Mourir… Voilà.. Ma mère est morte… La vie s’en était donc allée comme elle était venue.
A la tristesse se mêle une forme de soulagement. Depuis de nombreuses années, la maladie d’Alzheimer m’avait enlevée ma mère. La mort me la rend aujourd’hui. A nouveau, je peux lui parler. A nouveau, je peux lui dire lui dire et lui écrire combien je l’ai aimée, combien je l’aime encore. Avec les tourments de la passion d’un fils qui aime sa mère et la déteste aussi. Amour, haine… l’endroit, l’envers d’une même médaille… J’ai failli y laisser ma peau mais j’ai pu accepter de faire face à ces sentiments si violents dans leur ambivalence. Au cours de ma construction lente et tardive d’adulte responsable, j’ai pu apprendre à faire le tri, accepter, pardonner, comprendre. Comprendre à quel point elle aussi avait du batailler avec elle-même, avec les autres.

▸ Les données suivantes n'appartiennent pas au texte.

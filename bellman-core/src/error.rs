//! Errors in the library.
use thiserror::Error;

/// Errors raised by agents, replay memories and exploration policies.
///
/// Functions in this workspace return [`anyhow::Result`]; the typed error can be
/// recovered with `err.downcast_ref::<BellmanError>()`.
#[derive(Error, Debug, Clone, PartialEq)]
pub enum BellmanError {
    /// Invalid constructor argument or incompatible persisted state.
    #[error("Configuration error: {0}")]
    Configuration(String),

    /// More transitions were requested than the replay memory holds.
    #[error("Insufficient data: requested {requested} transitions, {available} available")]
    InsufficientData {
        /// Number of transitions requested.
        requested: usize,
        /// Number of transitions stored.
        available: usize,
    },

    /// An observation or action does not match the configured spaces.
    #[error("Shape mismatch: expected {expected}, got {actual}")]
    ShapeMismatch {
        /// Description of the expected shape.
        expected: String,
        /// Description of the given shape.
        actual: String,
    },

    /// The key was not found in a record.
    #[error("Record key error: {0}")]
    RecordKeyError(String),
}

impl BellmanError {
    /// Shorthand for [`BellmanError::Configuration`].
    pub fn config(msg: impl Into<String>) -> Self {
        Self::Configuration(msg.into())
    }

    /// Shorthand for [`BellmanError::ShapeMismatch`].
    pub fn shape_mismatch(expected: impl ToString, actual: impl ToString) -> Self {
        Self::ShapeMismatch {
            expected: expected.to_string(),
            actual: actual.to_string(),
        }
    }
}
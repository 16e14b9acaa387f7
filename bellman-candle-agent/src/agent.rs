//! Agent shared by the value-based algorithms.
//!
//! [`QAgent`] owns everything the algorithms have in common: spaces, the online
//! value function, the replay memory, the exploration policy, hyperparameters and
//! the step counter. What differs between algorithms is captured by an
//! [`UpdateRule`], which computes action values for acting and the loss of a
//! training step, and may keep additional state such as a target network.
mod base;
mod batch;
mod config;
mod rule;
mod snapshot;
pub use base::QAgent;
pub use batch::TensorBatch;
pub use config::QAgentConfig;
pub use rule::{RuleConfig, UpdateRule};
pub use snapshot::{AgentSnapshot, SNAPSHOT_VERSION};
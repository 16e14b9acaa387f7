use super::GreedyExploration;
use crate::error::BellmanError;
use anyhow::Result;
use serde::{Deserialize, Serialize};
use std::fmt;

/// Epsilon-greedy exploration with a linearly decaying epsilon.
///
/// ```text
/// eps(step) = eps_max                                    if step < step_offset
///           = eps_max - (eps_max - eps_min) * k / decay   if k = step - step_offset < decay
///           = eps_min                                    otherwise
/// ```
///
/// With `decay_steps == 0` epsilon drops to `eps_min` at `step_offset`.
#[derive(Debug, Deserialize, Serialize, PartialEq, Clone)]
pub struct AdaptiveEpsilonGreedy {
    pub(super) epsilon_max: f64,
    pub(super) epsilon_min: f64,
    pub(super) decay_steps: usize,
    #[serde(default)]
    pub(super) step_offset: usize,
}

impl AdaptiveEpsilonGreedy {
    /// Constructs the policy.
    ///
    /// Both bounds must be in `[0, 1]` and `epsilon_max >= epsilon_min`.
    pub fn new(
        epsilon_max: f64,
        epsilon_min: f64,
        decay_steps: usize,
        step_offset: usize,
    ) -> Result<Self> {
        let e = Self {
            epsilon_max,
            epsilon_min,
            decay_steps,
            step_offset,
        };
        e.validate()?;
        Ok(e)
    }

    /// Upper bound of epsilon, used until `step_offset`.
    pub fn epsilon_max(&self) -> f64 {
        self.epsilon_max
    }

    /// Lower bound of epsilon, reached at `step_offset + decay_steps`.
    pub fn epsilon_min(&self) -> f64 {
        self.epsilon_min
    }

    pub(super) fn validate(&self) -> Result<()> {
        let unit = 0.0..=1.0;
        if !unit.contains(&self.epsilon_max) || !unit.contains(&self.epsilon_min) {
            return Err(BellmanError::config(format!(
                "epsilon bounds must be in [0, 1], got [{}, {}]",
                self.epsilon_min, self.epsilon_max
            ))
            .into());
        }
        if self.epsilon_max < self.epsilon_min {
            return Err(BellmanError::config(format!(
                "epsilon_max ({}) must not be smaller than epsilon_min ({})",
                self.epsilon_max, self.epsilon_min
            ))
            .into());
        }
        Ok(())
    }
}

impl GreedyExploration for AdaptiveEpsilonGreedy {
    fn epsilon(&self, step: usize) -> f64 {
        if step < self.step_offset {
            return self.epsilon_max;
        }
        let k = step - self.step_offset;
        if k >= self.decay_steps {
            return self.epsilon_min;
        }
        let frac = k as f64 / self.decay_steps as f64;
        self.epsilon_max - (self.epsilon_max - self.epsilon_min) * frac
    }
}

impl fmt::Display for AdaptiveEpsilonGreedy {
    fn fmt(&self, f: &mut fmt::Formatter<'_>) -> fmt::Result {
        write!(
            f,
            "AdaptiveEpsilonGreedy-{}-{}-{}-{}",
            self.epsilon_max, self.epsilon_min, self.decay_steps, self.step_offset
        )
    }
}

#[cfg(test)]
mod test {
    use super::*;
    use rand::{rngs::SmallRng, SeedableRng};

    #[test]
    fn test_bounds() -> Result<()> {
        let e = AdaptiveEpsilonGreedy::new(0.8, 0.1, 100, 0)?;
        assert_eq!(e.epsilon(0), 0.8);
        assert_eq!(e.epsilon(100), 0.1);
        assert_eq!(e.epsilon(10_000), 0.1);
        assert!((e.epsilon(50) - 0.45).abs() < 1e-12);
        Ok(())
    }

    #[test]
    fn test_monotone_non_increasing() -> Result<()> {
        let e = AdaptiveEpsilonGreedy::new(0.3, 0.1, 300, 20)?;
        let mut prev = e.epsilon(0);
        for step in 1..1000 {
            let eps = e.epsilon(step);
            assert!(eps <= prev);
            assert!(eps >= 0.1);
            prev = eps;
        }
        assert_eq!(e.epsilon(20), 0.3);
        assert_eq!(e.epsilon(320), 0.1);
        Ok(())
    }

    #[test]
    fn test_zero_decay_steps() -> Result<()> {
        let e = AdaptiveEpsilonGreedy::new(0.9, 0.2, 0, 5)?;
        assert_eq!(e.epsilon(0), 0.9);
        assert_eq!(e.epsilon(5), 0.2);
        Ok(())
    }

    #[test]
    fn test_invalid_bounds() {
        for (max, min) in [(0.1, 0.8), (1.5, 0.1), (0.5, -0.1)] {
            let err = AdaptiveEpsilonGreedy::new(max, min, 10, 0).unwrap_err();
            assert!(matches!(
                err.downcast_ref::<BellmanError>(),
                Some(BellmanError::Configuration(_))
            ));
        }
    }

    #[test]
    fn test_be_greedy_at_floor() -> Result<()> {
        let e = AdaptiveEpsilonGreedy::new(1.0, 0.0, 10, 0)?;
        let mut rng = SmallRng::seed_from_u64(3);
        assert!((0..100).all(|_| !e.be_greedy(0, &mut rng)));
        assert!((0..100).all(|_| e.be_greedy(10, &mut rng)));
        Ok(())
    }
}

Dans une sorte de mélopée lancinante – douloureuse à entendre -, elle appelait souvent sa maman. A quelques minutes de sa mort, elle l’appelait encore. Cet appel portait la trace d’une blessure profonde, celle du petit enfant n’ayant pas reçu assez d’amour de ses parents qui ont fait ce qu’ils ont pu mais n’ont pas forcément pu beaucoup. Sa mère Blanche, ouvrière coupeuse de chaussure qui l’avait confiée à ses grands parents pendant plusieurs années. Son père Eugène qui préféra Georges, le frère cadet et le fils qu’il aurait peut-être aimé qu’elle soit. Simone eut sans doute du mal à trouver sa place dans cette famille à l’esprit étroit qui ne sut pas répondre à ses aspirations pour la musique ou les études. Au sortir de l’enfance, chacun porte des valises plus ou moins lourdes. Celles de maman n’étaient pas légères. Elle s’alourdirent un peu plus avec la guerre. Et la perte de cette amie juive, sa meilleure amie cachée dans le petit studio parisien, retrouvée par les allemands puis jamais revenue de camps de concentration.

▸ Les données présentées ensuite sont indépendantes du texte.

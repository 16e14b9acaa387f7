//! DoubleDQN agent.
//!
//! The next action is selected by the online network and evaluated by a target
//! network: `r + gamma * Q_tgt(o', argmax_a' Q(o', a')) * (1 - done)`. The target
//! network is a hard copy of the online one, refreshed every `step_copy` learn
//! calls.
use crate::{
    agent::{QAgent, QAgentConfig, RuleConfig, TensorBatch, UpdateRule},
    dqn::{check_value_loss, predict_taken, regression_loss},
    mlp::Mlp,
    model::{QModel, SubModel1, TargetQModel},
    util::{CriticLoss, InOutDim},
};
use anyhow::Result;
use bellman_core::{error::BellmanError, ExperienceReplay, ExperienceReplayConfig, ReplayMemory};
use candle_core::{Tensor, D};
use log::debug;
use serde::{de::DeserializeOwned, Deserialize, Serialize};
use std::{fmt::Debug, path::Path};

/// DoubleDQN agent.
pub type DoubleDqn<Q = Mlp, M = ExperienceReplay> = QAgent<Q, M, DoubleDqnRule<Q>>;

/// Configuration of [`DoubleDqn`].
pub type DoubleDqnConfig<QC = crate::mlp::MlpConfig, MC = ExperienceReplayConfig> =
    QAgentConfig<QC, MC, DoubleDqnRuleConfig>;

/// Parameters specific to DoubleDQN.
#[derive(Debug, Deserialize, Serialize, PartialEq, Clone)]
pub struct DoubleDqnRuleConfig {
    pub(crate) step_copy: usize,
}

impl Default for DoubleDqnRuleConfig {
    fn default() -> Self {
        Self { step_copy: 500 }
    }
}

impl RuleConfig for DoubleDqnRuleConfig {
    const KIND: &'static str = "DoubleDQN";

    fn validate(&self) -> Result<()> {
        match self.step_copy {
            0 => Err(BellmanError::config("step_copy must be positive").into()),
            _ => Ok(()),
        }
    }

    fn check_loss(&self, loss: &CriticLoss) -> Result<()> {
        check_value_loss(Self::KIND, loss)
    }

    fn describe(&self) -> String {
        format!("-{}", self.step_copy)
    }
}

impl<QC, MC> QAgentConfig<QC, MC, DoubleDqnRuleConfig> {
    /// Sets the number of learn calls between target synchronizations.
    pub fn step_copy(mut self, v: usize) -> Self {
        self.rule.step_copy = v;
        self
    }
}

/// Update rule of DoubleDQN, owning the target network.
pub struct DoubleDqnRule<Q>
where
    Q: SubModel1<Input = Tensor, Output = Tensor>,
{
    qnet_tgt: TargetQModel<Q>,
    step_copy: usize,
}

impl<Q> DoubleDqnRule<Q>
where
    Q: SubModel1<Input = Tensor, Output = Tensor>,
    Q::Config: Clone,
{
    /// Target network.
    pub fn qnet_tgt(&self) -> &TargetQModel<Q> {
        &self.qnet_tgt
    }

    /// Overwrites the target network with the parameters of `qnet`.
    pub fn sync(&self, qnet: &QModel<Q>) -> Result<()> {
        self.qnet_tgt.sync(qnet)
    }

    /// Bellman targets of a batch, `[batch_size]`, without gradient.
    pub fn targets(&self, qnet: &QModel<Q>, batch: &TensorBatch, gamma: f64) -> Result<Tensor> {
        let a_next = qnet.forward(&batch.next_obs)?.argmax_keepdim(D::Minus1)?;
        let q_next = self
            .qnet_tgt
            .forward(&batch.next_obs)?
            .gather(&a_next, D::Minus1)?
            .squeeze(D::Minus1)?;
        let tgt = (&batch.reward + ((q_next * &batch.not_done)? * gamma)?)?;
        Ok(tgt.detach())
    }
}

impl<Q> UpdateRule<Q> for DoubleDqnRule<Q>
where
    Q: SubModel1<Input = Tensor, Output = Tensor>,
    Q::Config: Clone,
{
    type Config = DoubleDqnRuleConfig;

    fn build(config: &Self::Config, qnet: &QModel<Q>) -> Result<Self> {
        Ok(Self {
            qnet_tgt: TargetQModel::from_online(qnet)?,
            step_copy: config.step_copy,
        })
    }

    fn action_values(&self, qnet: &QModel<Q>, obs: &Tensor) -> Result<Tensor> {
        Ok(qnet.forward(obs)?.detach())
    }

    fn loss(
        &self,
        qnet: &QModel<Q>,
        batch: &TensorBatch,
        gamma: f64,
        loss: &CriticLoss,
    ) -> Result<Tensor> {
        let pred = predict_taken(&qnet.forward(&batch.obs)?, batch)?;
        let tgt = self.targets(qnet, batch, gamma)?;
        regression_loss(&pred, &tgt, loss)
    }

    fn after_learn(&mut self, step: usize, qnet: &QModel<Q>) -> Result<()> {
        if step % self.step_copy == 0 {
            self.sync(qnet)?;
            debug!("Copied online network to target network at step {}", step);
        }
        Ok(())
    }

    fn save(&self, dir: &Path) -> Result<()> {
        self.qnet_tgt.save(dir.join("qnet_tgt.safetensors"))
    }

    fn load(&mut self, dir: &Path) -> Result<()> {
        self.qnet_tgt.load(dir.join("qnet_tgt.safetensors"))
    }
}

impl<Q, M> QAgent<Q, M, DoubleDqnRule<Q>>
where
    Q: SubModel1<Input = Tensor, Output = Tensor>,
    Q::Config: Clone + Debug + PartialEq + Serialize + DeserializeOwned + Default + InOutDim,
    M: ReplayMemory,
{
    /// Overwrites the target network with the online network.
    pub fn copy_online_to_target(&mut self) -> Result<()> {
        self.rule.sync(&self.qnet)
    }

    /// Action values of the target network for one observation.
    pub fn target_action_values(&self, obs: &[f32]) -> Result<Vec<f32>> {
        self.observation_space.check(obs)?;
        let obs = Tensor::from_slice(obs, (1, obs.len()), &self.device)?;
        let values = self.rule.qnet_tgt.forward(&obs)?;
        Ok(values.squeeze(0)?.to_vec1::<f32>()?)
    }
}

#[cfg(test)]
mod test {
    use super::*;
    use crate::{opt::OptimizerConfig, util::argmax_first};
    use bellman_core::{Agent, Space, Transition};

    fn config() -> DoubleDqnConfig {
        DoubleDqnConfig::default()
            .batch_size(4)
            .step_copy(3)
            .memory_config(ExperienceReplayConfig::default().capacity(100))
    }

    #[test]
    fn test_target_starts_as_copy() -> Result<()> {
        let agent: DoubleDqn = DoubleDqn::build(config(), Space::boxed(&[2]), Space::discrete(3))?;
        let probe = [0.3, -0.2];
        assert_eq!(agent.action_values(&probe)?, agent.target_action_values(&probe)?);
        Ok(())
    }

    #[test]
    fn test_zero_step_copy() {
        let config = config().step_copy(0);
        let result: Result<DoubleDqn> = DoubleDqn::build(config, Space::boxed(&[2]), Space::discrete(3));
        let err = result.err().unwrap();
        assert!(matches!(
            err.downcast_ref::<BellmanError>(),
            Some(BellmanError::Configuration(_))
        ));
    }

    #[test]
    fn test_sync_every_step_copy() -> Result<()> {
        let config = config().step_train(1).batch_size(1);
        let mut agent: DoubleDqn = DoubleDqn::build(config, Space::boxed(&[2]), Space::discrete(3))?;
        let probe = [0.5, 0.5];
        let tr = || Transition::new(vec![0.5, 0.5], 1, 1.0, vec![0.0, 0.0], false);

        agent.learn(tr())?;
        agent.learn(tr())?;
        assert_ne!(agent.action_values(&probe)?, agent.target_action_values(&probe)?);

        agent.learn(tr())?;
        assert_eq!(agent.action_values(&probe)?, agent.target_action_values(&probe)?);
        Ok(())
    }

    #[test]
    fn test_online_selects_target_evaluates() -> Result<()> {
        let config = config()
            .step_train(1)
            .batch_size(1)
            .step_copy(1000)
            .opt_config(OptimizerConfig::adam(0.05));
        let mut agent: DoubleDqn = DoubleDqn::build(config, Space::boxed(&[2]), Space::discrete(3))?;
        for i in 0..20 {
            let r = if i % 2 == 0 { 1.0 } else { -1.0 };
            agent.learn(Transition::new(vec![0.5, -0.5], i % 3, r, vec![-0.3, 0.8], false))?;
        }

        let next_obs = vec![-0.3, 0.8];
        let online = agent.action_values(&next_obs)?;
        let target = agent.target_action_values(&next_obs)?;
        let (reward, gamma) = (0.5f32, 0.9f32);

        let mut memory = ExperienceReplay::build(&ExperienceReplayConfig::default())?;
        memory.append(Transition::new(vec![0.0, 0.0], 0, reward, next_obs, false));
        let batch = TensorBatch::new(memory.sample(1)?, 3, &candle_core::Device::Cpu)?;
        let tgt = agent.rule().targets(agent.qnet(), &batch, gamma as f64)?.to_vec1::<f32>()?;

        let expected = reward + gamma * target[argmax_first(&online)];
        let max_online = reward + gamma * online.iter().cloned().fold(f32::MIN, f32::max);
        assert!((tgt[0] - expected).abs() < 1e-5);
        assert!((tgt[0] - max_online).abs() > 1e-4);
        Ok(())
    }

    #[test]
    fn test_sync_when_training_fails() -> Result<()> {
        let config = config().step_train(1).batch_size(4).step_copy(1);
        let mut agent: DoubleDqn = DoubleDqn::build(config.clone(), Space::boxed(&[2]), Space::discrete(3))?;
        let other: DoubleDqn = DoubleDqn::build(config, Space::boxed(&[2]), Space::discrete(3))?;
        agent.qnet.load_snapshot(&other.qnet().snapshot()?)?;
        let probe = [0.1, 0.9];
        assert_ne!(agent.action_values(&probe)?, agent.target_action_values(&probe)?);

        let err = agent
            .learn(Transition::new(vec![0.1, 0.9], 0, 1.0, vec![0.0, 0.0], true))
            .unwrap_err();
        assert!(matches!(
            err.downcast_ref::<BellmanError>(),
            Some(BellmanError::InsufficientData { .. })
        ));
        assert_eq!(agent.step(), 1);
        assert_eq!(agent.action_values(&probe)?, agent.target_action_values(&probe)?);
        Ok(())
    }

    #[test]
    fn test_display() -> Result<()> {
        let agent: DoubleDqn = DoubleDqn::build(config(), Space::boxed(&[2]), Space::discrete(3))?;
        let s = format!("{}", agent);
        assert!(s.starts_with("DoubleDQN-"));
        assert!(s.ends_with("-3"));
        Ok(())
    }
}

Ensuite il y eut toute une vie, toute sa vie : la rencontre avec mon père, l’Afrique, ma naissance, les différents épisodes de notre petite famille singulière, l’arrivée insidieuse de la maladie, le sacerdoce de mon père omniprésent à ses côtés jusqu’au dernier jour, les passages dans des différents établissements soi-disant spécialisés mais sans humanité, le refuge trouvé enfin à Claire Demeure.
Comment la décrire ? Peut-être avant tout parler de sa singularité, de ce caractère entier, intransigeant, trempé dans un métal en fusion, de sa vie intellectuelle intense, de ses multiples incursions dans des domaines variées : le trotskysme, la pédagogie, la sémantique générale, la macrobiotique, la musique, l’ésotérisme. Je rends hommage à cette curiosité pour les choses improbables, à son écriture irréprochable qui m’a donné le goût de la chose écrite et l’amour de notre langue.

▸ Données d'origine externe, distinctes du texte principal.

//! Persisted state of an agent.
use super::{QAgentConfig, RuleConfig};
use anyhow::{Context, Result};
use bellman_core::{error::BellmanError, Space};
use serde::{Deserialize, Serialize};
use std::{
    fs::File,
    io::{BufReader, Write},
    path::Path,
};

/// Version of the layout of `agent.yaml`.
pub const SNAPSHOT_VERSION: u32 = 1;

/// Content of `agent.yaml` in the directory of a saved agent.
///
/// Weights are stored next to it: `qnet.safetensors`, `opt.safetensors` for the
/// optimizer state, and `qnet_tgt.safetensors` for agents with a target network.
#[derive(Debug, Deserialize, Serialize, PartialEq, Clone)]
pub struct AgentSnapshot<QC, MC, RC> {
    /// Version of the layout.
    pub version: u32,

    /// Algorithm, e.g. `DQN`.
    pub kind: String,

    /// Observation space.
    pub observation_space: Space,

    /// Action space.
    pub action_space: Space,

    /// Number of learn calls.
    pub step: usize,

    /// Whether exploration is enabled.
    pub explore: bool,

    /// Configuration, including hyperparameters and network dimensions.
    pub config: QAgentConfig<QC, MC, RC>,
}

#[derive(Deserialize)]
struct Header {
    version: u32,
    kind: String,
}

impl<QC, MC, RC> AgentSnapshot<QC, MC, RC>
where
    QC: Serialize + for<'de> Deserialize<'de>,
    MC: Serialize + for<'de> Deserialize<'de>,
    RC: RuleConfig,
{
    /// Writes the snapshot as a YAML file.
    pub fn save(&self, path: impl AsRef<Path>) -> Result<()> {
        let mut file = File::create(path)?;
        file.write_all(serde_yaml::to_string(&self)?.as_bytes())?;
        Ok(())
    }

    /// Reads a snapshot written by an agent of kind `RC::KIND`.
    ///
    /// Fails with a configuration error for unknown versions and other kinds of
    /// agents.
    pub fn load(path: impl AsRef<Path>) -> Result<Self> {
        let path = path.as_ref();
        let header: Header = {
            let rdr = BufReader::new(File::open(path)?);
            serde_yaml::from_reader(rdr).with_context(|| format!("invalid agent file {:?}", path))?
        };

        if header.version != SNAPSHOT_VERSION {
            return Err(BellmanError::config(format!(
                "unsupported agent file version {}, expected {}",
                header.version, SNAPSHOT_VERSION
            ))
            .into());
        }
        if header.kind != RC::KIND {
            return Err(BellmanError::config(format!(
                "agent file contains a {} agent, expected {}",
                header.kind,
                RC::KIND
            ))
            .into());
        }

        let rdr = BufReader::new(File::open(path)?);
        let snapshot = serde_yaml::from_reader(rdr).with_context(|| format!("invalid agent file {:?}", path))?;
        Ok(snapshot)
    }
}
//! Transitions and environment steps.
use crate::{error::BellmanError, Space};
use anyhow::Result;

/// One observed transition `(o_t, a_t, r_t, o_t+1, done_t)`.
///
/// Observations are flattened feature vectors. A transition is not modified after
/// it has been stored in a replay memory.
#[derive(Clone, Debug, PartialEq)]
pub struct Transition {
    /// Observation `o_t`.
    pub obs: Vec<f32>,

    /// Action `a_t`.
    pub act: usize,

    /// Reward `r_t`.
    pub reward: f32,

    /// Observation `o_t+1`.
    pub next_obs: Vec<f32>,

    /// `true` if `o_t+1` is terminal.
    pub done: bool,
}

impl Transition {
    /// Constructs a transition.
    pub fn new(obs: Vec<f32>, act: usize, reward: f32, next_obs: Vec<f32>, done: bool) -> Self {
        Self {
            obs,
            act,
            reward,
            next_obs,
            done,
        }
    }

    /// Checks the transition against the observation and action spaces.
    pub fn check(&self, obs_space: &Space, act_space: &Space) -> Result<()> {
        obs_space.check(&self.obs)?;
        obs_space.check(&self.next_obs)?;
        let n = act_space.n()?;
        if self.act >= n {
            return Err(BellmanError::shape_mismatch(
                format!("action in [0, {})", n),
                self.act,
            )
            .into());
        }
        Ok(())
    }
}

/// The result of an environment step.
#[derive(Clone, Debug)]
pub struct Step {
    /// Observation after the step.
    pub obs: Vec<f32>,

    /// Reward of the step.
    pub reward: f32,

    /// `true` if the episode ended.
    pub done: bool,
}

Au moment de cet adieu, je ne veux pas taire non plus son caractère impossible, ses sautes d’humeur, ses migraines, la violence des nombreuses gifles infligées à l’enfant difficile que je fus et que ne n’ai pu comprendre qu’en devenant parent à mon tour. Je n’oublie rien non plus du mépris dont elle a fait preuve à l’égard des femmes de ma vie. Bénéfice paradoxal de cette putain de maladie, cette difficulté relationnelle s’estompa dans ses dernières années. Par-delà la communication verbale dont elle n’était plus capable, se fit jour un être doué d’empathie qui aura su se faire aimer. Finalement.
Peut-être trop cruelle, la vérité d’un fils blessé ne saurait cacher l’amour et l’admiration lucide pour le parcours de vie de Simone Sauvy, ma mère à jamais.